At that event, Boyden and Ojibway author Richard Wagamese were discussing storytelling as redemption. They both read from one of their books and answered questions. The poignant moment for many came when Richard was moved to tears after being asked what the land of Northern Ontario meant to him. As a boy in the 1960s, he had been removed from his land and transported to foster homes far away. Returning to the landscape that was bred in his bones was a very emotional experience.
Boyden elaborated on this punishing practice, and urged the students in attendance to Google “Sixties Scoop” and to learn more about the historical treatment of native people in Canada. It was all very interesting and moving, but the penny still hadn’t dropped for me.
Researching later, I learned that the “Sixties Scoop” referred to the practice begun in the 1960s of taking native children from their families and placing them in middle-class white homes. Recognition sank in. I had only thought about residential schools, and had no idea about the fostering and adoption of native children.
We must have been participants in this “Sixties Scoop.” It was time to ask my parents deeper questions.
The opportunity presented itself as I was driving my 82-year-old father back to his house this spring – nothing promotes close conversation like the intimacy of a Mini on the highway.
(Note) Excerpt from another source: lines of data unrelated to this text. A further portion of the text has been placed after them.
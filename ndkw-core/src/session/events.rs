use std::collections::HashMap;
use std::sync::{Arc, Weak};

use parking_lot::Mutex;
use tokio::sync::oneshot;

/// Change notifications broadcast by the recorder.
#[derive(Debug, Clone, Copy, PartialEq, Eq, Hash)]
pub enum EventKind {
    StatusChanged,
    DevicesChanged,
    QueueChanged,
}

#[derive(Default)]
struct Waiters {
    next_id: u64,
    by_kind: HashMap<EventKind, Vec<(u64, oneshot::Sender<()>)>>,
}

/// Registry of one-shot waiters.
///
/// Each [`Subscription`] is woken by at most one `emit`; callers wanting
/// every change re-subscribe after each wakeup.
#[derive(Clone, Default)]
pub struct EventHub {
    waiters: Arc<Mutex<Waiters>>,
}

impl EventHub {
    pub fn new() -> Self {
        Self::default()
    }

    /// Register interest in the next `kind` event.
    ///
    /// The registration is taken immediately, so an event emitted between
    /// this call and awaiting [`Subscription::wait`] is not lost.
    pub fn subscribe(&self, kind: EventKind) -> Subscription {
        let (sender, receiver) = oneshot::channel();
        let mut waiters = self.waiters.lock();
        let id = waiters.next_id;
        waiters.next_id += 1;
        waiters.by_kind.entry(kind).or_default().push((id, sender));

        Subscription {
            id,
            kind,
            receiver,
            hub: Arc::downgrade(&self.waiters),
        }
    }

    /// Wake every current waiter of `kind`. Returns how many were woken.
    pub fn emit(&self, kind: EventKind) -> usize {
        let drained = self.waiters.lock().by_kind.remove(&kind).unwrap_or_default();
        let mut woken = 0;
        for (_, sender) in drained {
            if sender.send(()).is_ok() {
                woken += 1;
            }
        }
        log::debug!("Emitted {:?} to {} waiter(s)", kind, woken);
        woken
    }

    pub fn waiter_count(&self, kind: EventKind) -> usize {
        self.waiters.lock().by_kind.get(&kind).map_or(0, Vec::len)
    }
}

/// Pending one-shot wait. Dropping it unregisters the waiter.
pub struct Subscription {
    id: u64,
    kind: EventKind,
    receiver: oneshot::Receiver<()>,
    hub: Weak<Mutex<Waiters>>,
}

impl Subscription {
    pub fn kind(&self) -> EventKind {
        self.kind
    }

    /// Resolve on the next event. Returns `false` if the hub went away first.
    pub async fn wait(mut self) -> bool {
        (&mut self.receiver).await.is_ok()
    }
}

impl Drop for Subscription {
    fn drop(&mut self) {
        let Some(hub) = self.hub.upgrade() else {
            return;
        };
        let mut waiters = hub.lock();
        if let Some(list) = waiters.by_kind.get_mut(&self.kind) {
            list.retain(|(id, _)| *id != self.id);
            if list.is_empty() {
                waiters.by_kind.remove(&self.kind);
            }
        }
    }
}

#[cfg(test)]
mod tests {
    use super::*;
    use std::time::Duration;

    #[tokio::test]
    async fn emit_wakes_only_matching_kind() {
        let hub = EventHub::new();
        let status = hub.subscribe(EventKind::StatusChanged);
        let queue = hub.subscribe(EventKind::QueueChanged);

        assert_eq!(hub.emit(EventKind::StatusChanged), 1);
        assert!(status.wait().await);

        assert_eq!(hub.waiter_count(EventKind::QueueChanged), 1);
        drop(queue);
        assert_eq!(hub.waiter_count(EventKind::QueueChanged), 0);
    }

    #[tokio::test]
    async fn event_before_wait_is_not_lost() {
        let hub = EventHub::new();
        let sub = hub.subscribe(EventKind::DevicesChanged);
        hub.emit(EventKind::DevicesChanged);
        assert!(tokio::time::timeout(Duration::from_secs(1), sub.wait()).await.unwrap());
    }

    #[tokio::test]
    async fn waiters_are_one_shot() {
        let hub = EventHub::new();
        let first = hub.subscribe(EventKind::StatusChanged);
        let second = hub.subscribe(EventKind::StatusChanged);
        assert_eq!(hub.emit(EventKind::StatusChanged), 2);
        assert_eq!(hub.emit(EventKind::StatusChanged), 0);
        assert!(first.wait().await);
        assert!(second.wait().await);
    }

    #[tokio::test]
    async fn cancelled_wait_unregisters() {
        let hub = EventHub::new();
        let sub = hub.subscribe(EventKind::StatusChanged);
        let result = tokio::time::timeout(Duration::from_millis(20), sub.wait()).await;
        assert!(result.is_err());
        assert_eq!(hub.waiter_count(EventKind::StatusChanged), 0);
    }

    #[tokio::test]
    async fn dropped_hub_releases_waiters() {
        let hub = EventHub::new();
        let sub = hub.subscribe(EventKind::QueueChanged);
        drop(hub);
        assert!(!sub.wait().await);
    }
}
I casually asked if he remembered Larry. He immediately repeated his full name, Larry Taylor, and told me more about his story.
Larry had lived with us for about nine months and came to us from a local social worker. His parents were heavy drinkers, and my father had had to bury Larry’s father, who died prematurely from alcohol abuse. No, he hadn’t heard the term “Sixties Scoop,” but yes we were probably part of that practice. Ours was one of about a half-dozen white families in the town fostering native children.
Larry had left our home for another foster home because he wasn’t allowed to leave the Yukon when we went on extended leave back to Ontario. We would have adopted him, but we weren’t planning to stay in the Yukon.
About a month later, I asked my mother about Larry and got some conflicting responses and surprising fragments from 50-year-old memories.
She said he had lived with us for about a year, and that there were five young children in his family. His mother loved her kids, but they were often left alone due to her alcohol abuse. They’d made fires themselves to keep warm. She didn’t remember Larry’s father dying. She gave the same line, that we would have adopted him if permitted. Then she delivered the blow – Larry had been put into a residential school. She had visited him there, and could hardly recognize him in the line of native boys.
This gut-wrenching discovery shattered the romantic childhood story of an almost-brother. We couldn’t have adopted him – not with his mother, siblings, culture and identity in the North. But my heart aches for the residential school alternative where few children “lived happily ever after.”
The story of Larry with his wide grin had been frozen in the family photographs. When taken out of storage and examined, much more was revealed.